◆ Data supplied
//! Configuration types shared across crates.

use crate::freshness::{
    DEFAULT_HEALTH_TYPES, DEFAULT_HEALTH_WINDOW, DEFAULT_INTEGRITY_TYPES,
    DEFAULT_INTEGRITY_WINDOW, FreshnessPolicy,
};
use crate::kind::MetadataKind;
use serde::{Deserialize, Serialize};
use std::path::PathBuf;
use time::Duration;

/// Operational HTTP server configuration.
#[derive(Clone, Debug, Serialize, Deserialize)]
pub struct ServerConfig {
    /// Bind address (e.g., "0.0.0.0:9090").
    #[serde(default = "default_bind")]
    pub bind: String,
    /// Enable the /metrics endpoint for Prometheus scraping (default: true).
    #[serde(default = "default_metrics_enabled")]
    pub metrics_enabled: bool,
}

fn default_bind() -> String {
    "127.0.0.1:9090".to_string()
}

fn default_metrics_enabled() -> bool {
    true
}

impl Default for ServerConfig {
    fn default() -> Self {
        Self {
            bind: default_bind(),
            metrics_enabled: default_metrics_enabled(),
        }
    }
}

/// PostgreSQL SSL mode configuration.
#[derive(Clone, Copy, Debug, Default, Serialize, Deserialize, PartialEq, Eq)]
#[serde(rename_all = "lowercase")]
pub enum PgSslMode {
    /// Disable SSL/TLS entirely.
    Disable,
    /// Prefer SSL/TLS but allow unencrypted connections (default).
    #[default]
    Prefer,
    /// Require SSL/TLS for all connections.
    Require,
}

/// Metadata store configuration.
#[derive(Clone, Debug, Serialize, Deserialize)]
#[serde(tag = "type", rename_all = "lowercase")]
pub enum MetadataConfig {
    /// SQLite database (single-process deployments and testing).
    Sqlite {
        /// Database file path.
        path: PathBuf,
        /// Query timeout in seconds (advisory only; slow queries are logged).
        #[serde(default = "default_sqlite_query_timeout_secs")]
        query_timeout_secs: Option<u64>,
    },
    /// PostgreSQL database.
    Postgres {
        /// Connection URL (optional if using individual fields).
        /// Takes precedence over individual fields if both are provided.
        url: Option<String>,
        /// Database host.
        host: Option<String>,
        /// Database port (default: 5432).
        #[serde(default = "default_pg_port")]
        port: Option<u16>,
        /// Database username.
        username: Option<String>,
        /// Database password.
        /// Prefer PKGMETA_METADATA__PASSWORD over storing it in the file.
        password: Option<String>,
        /// Database name.
        database: Option<String>,
        /// SSL mode for connections.
        ssl_mode: Option<PgSslMode>,
        /// Maximum connections in the pool.
        #[serde(default = "default_max_connections")]
        max_connections: u32,
        /// Statement timeout in milliseconds.
        #[serde(default = "default_statement_timeout_ms")]
        statement_timeout_ms: Option<u64>,
    },
}

fn default_max_connections() -> u32 {
    10
}

fn default_pg_port() -> Option<u16> {
    Some(5432)
}

fn default_statement_timeout_ms() -> Option<u64> {
    Some(30000) // 30 seconds
}

fn default_sqlite_query_timeout_secs() -> Option<u64> {
    Some(30)
}

impl Default for MetadataConfig {
    fn default() -> Self {
        Self::Sqlite {
            path: PathBuf::from("./data/pkgmeta.db"),
            query_timeout_secs: default_sqlite_query_timeout_secs(),
        }
    }
}

impl MetadataConfig {
    /// Validate metadata configuration invariants.
    pub fn validate(&self) -> Result<(), String> {
        match self {
            MetadataConfig::Sqlite { .. } => Ok(()),
            MetadataConfig::Postgres {
                url,
                host,
                database,
                ..
            } => match (url.as_ref(), host.as_ref(), database.as_ref()) {
                (Some(_), _, _) => Ok(()),
                (None, Some(_), Some(_)) => Ok(()),
                (None, None, _) => Err(
                    "postgres config requires either 'url' or 'host' + 'database'".to_string(),
                ),
                (None, Some(_), None) => Err(
                    "postgres config requires 'database' when using individual fields".to_string(),
                ),
            },
        }
    }
}

/// Staleness windows and supported package types per metadata kind.
#[derive(Clone, Debug, Serialize, Deserialize)]
pub struct FreshnessConfig {
    /// Integrity staleness window in seconds.
    #[serde(default = "default_integrity_window_secs")]
    pub integrity_window_secs: u64,
    /// Health staleness window in seconds.
    #[serde(default = "default_health_window_secs")]
    pub health_window_secs: u64,
    /// Package types integrity metadata is fetched for.
    #[serde(default = "default_integrity_types")]
    pub integrity_types: Vec<String>,
    /// Package types health metadata is fetched for.
    #[serde(default = "default_health_types")]
    pub health_types: Vec<String>,
}

fn default_integrity_window_secs() -> u64 {
    DEFAULT_INTEGRITY_WINDOW.whole_seconds() as u64 // 1 hour
}

fn default_health_window_secs() -> u64 {
    DEFAULT_HEALTH_WINDOW.whole_seconds() as u64 // 10 days
}

fn default_integrity_types() -> Vec<String> {
    DEFAULT_INTEGRITY_TYPES.iter().map(|t| t.to_string()).collect()
}

fn default_health_types() -> Vec<String> {
    DEFAULT_HEALTH_TYPES.iter().map(|t| t.to_string()).collect()
}

impl Default for FreshnessConfig {
    fn default() -> Self {
        Self {
            integrity_window_secs: default_integrity_window_secs(),
            health_window_secs: default_health_window_secs(),
            integrity_types: default_integrity_types(),
            health_types: default_health_types(),
        }
    }
}

impl FreshnessConfig {
    pub fn validate(&self) -> Result<(), String> {
        if self.integrity_window_secs == 0 {
            return Err("freshness.integrity_window_secs must be greater than 0".to_string());
        }
        if self.health_window_secs == 0 {
            return Err("freshness.health_window_secs must be greater than 0".to_string());
        }
        if self.integrity_window_secs > i64::MAX as u64 || self.health_window_secs > i64::MAX as u64
        {
            return Err("freshness windows are out of range".to_string());
        }
        Ok(())
    }

    /// Build the immutable policy handed to the coordinator.
    pub fn into_policy(&self) -> FreshnessPolicy {
        FreshnessPolicy::new(
            Duration::seconds(self.integrity_window_secs as i64),
            Duration::seconds(self.health_window_secs as i64),
        )
        .with_supported_types(MetadataKind::Integrity, &self.integrity_types)
        .with_supported_types(MetadataKind::Health, &self.health_types)
    }
}

/// Result synchronization configuration.
#[derive(Clone, Debug, Serialize, Deserialize)]
pub struct SyncConfig {
    /// Attempts per record merge before a write conflict becomes fatal.
    #[serde(default = "default_max_attempts")]
    pub max_attempts: u32,
    /// Run the integrity match against tracked components after integrity merges.
    #[serde(default = "default_integrity_check_enabled")]
    pub integrity_check_enabled: bool,
}

fn default_max_attempts() -> u32 {
    3
}

fn default_integrity_check_enabled() -> bool {
    true
}

impl Default for SyncConfig {
    fn default() -> Self {
        Self {
            max_attempts: default_max_attempts(),
            integrity_check_enabled: default_integrity_check_enabled(),
        }
    }
}

impl SyncConfig {
    pub fn validate(&self) -> Result<(), String> {
        if self.max_attempts == 0 {
            return Err("sync.max_attempts must be at least 1".to_string());
        }
        Ok(())
    }
}

/// Where outbound messages (fetch triggers, downstream signals) go.
#[derive(Clone, Debug, Default, Serialize, Deserialize, PartialEq, Eq)]
#[serde(tag = "type", rename_all = "lowercase")]
pub enum OutboundConfig {
    /// Log each message and drop it.
    #[default]
    Log,
    /// Append each message as a JSON line to a file.
    Outbox {
        /// Outbox file path.
        path: PathBuf,
    },
}

/// Complete application configuration.
#[derive(Clone, Debug, Default, Serialize, Deserialize)]
pub struct AppConfig {
    /// Metadata store configuration.
    #[serde(default)]
    pub metadata: MetadataConfig,
    /// Staleness policy configuration.
    #[serde(default)]
    pub freshness: FreshnessConfig,
    /// Result synchronization configuration.
    #[serde(default)]
    pub sync: SyncConfig,
    /// Fetch trigger sink.
    #[serde(default)]
    pub dispatch: OutboundConfig,
    /// Downstream signal sink.
    #[serde(default)]
    pub notify: OutboundConfig,
    /// Operational HTTP server configuration.
    #[serde(default)]
    pub server: ServerConfig,
}

impl AppConfig {
    /// Create a test configuration with sensible defaults.
    ///
    /// **For testing only.** Uses SQLite metadata at the given path.
    pub fn for_testing(db_path: PathBuf) -> Self {
        Self {
            metadata: MetadataConfig::Sqlite {
                path: db_path,
                query_timeout_secs: default_sqlite_query_timeout_secs(),
            },
            ..Default::default()
        }
    }

    /// Validate every section.
    pub fn validate(&self) -> crate::Result<()> {
        self.metadata
            .validate()
            .and_then(|_| self.freshness.validate())
            .and_then(|_| self.sync.validate())
            .map_err(crate::Error::Config)
    }
}
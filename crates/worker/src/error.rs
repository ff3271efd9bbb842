//! Worker error types.

use axum::Json;
use axum::http::StatusCode;
use axum::response::{IntoResponse, Response};
use pkgmeta_metadata::MetadataError;
use serde::Serialize;

/// Error body returned by the operational endpoints.
#[derive(Debug, Serialize)]
pub struct ErrorResponse {
    /// Error code for programmatic handling.
    pub code: String,
    /// Human-readable error message.
    pub message: String,
}

/// Worker error type.
#[derive(Debug, thiserror::Error)]
pub enum WorkerError {
    #[error("metadata error: {0}")]
    Metadata(#[from] MetadataError),

    #[error("core error: {0}")]
    Core(#[from] pkgmeta_core::Error),

    #[error("dispatch failed: {0}")]
    Dispatch(String),

    #[error("notify failed: {0}")]
    Notify(String),

    #[error("serialization error: {0}")]
    Serialization(#[from] serde_json::Error),

    #[error("i/o error: {0}")]
    Io(#[from] std::io::Error),
}

impl WorkerError {
    /// Get the error code for this error.
    pub fn code(&self) -> &'static str {
        match self {
            Self::Metadata(_) => "metadata_error",
            Self::Core(_) => "core_error",
            Self::Dispatch(_) => "dispatch_error",
            Self::Notify(_) => "notify_error",
            Self::Serialization(_) => "serialization_error",
            Self::Io(_) => "io_error",
        }
    }

    /// Get the HTTP status code for this error.
    pub fn status_code(&self) -> StatusCode {
        match self {
            Self::Metadata(_) => StatusCode::SERVICE_UNAVAILABLE,
            Self::Core(_) => StatusCode::BAD_REQUEST,
            _ => StatusCode::INTERNAL_SERVER_ERROR,
        }
    }
}

impl IntoResponse for WorkerError {
    fn into_response(self) -> Response {
        let status = self.status_code();
        let body = ErrorResponse {
            code: self.code().to_string(),
            message: self.to_string(),
        };
        (status, Json(body)).into_response()
    }
}

/// Result type for worker operations.
pub type WorkerResult<T> = std::result::Result<T, WorkerError>;

#[cfg(test)]
mod tests {
    use super::*;

    #[test]
    fn test_store_errors_map_to_unavailable() {
        let err = WorkerError::from(MetadataError::Internal("pool closed".to_string()));
        assert_eq!(err.code(), "metadata_error");
        assert_eq!(err.status_code(), StatusCode::SERVICE_UNAVAILABLE);

        let err = WorkerError::from(pkgmeta_core::Error::InvalidKind("bogus".to_string()));
        assert_eq!(err.status_code(), StatusCode::BAD_REQUEST);
    }
}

◆ Problem description
Copy each line holding the word "None" from the listing above.

◆ Response to this exercise
                (None, Some(_), Some(_)) => Ok(()),
                (None, None, _) => Err(
                (None, Some(_), None) => Err(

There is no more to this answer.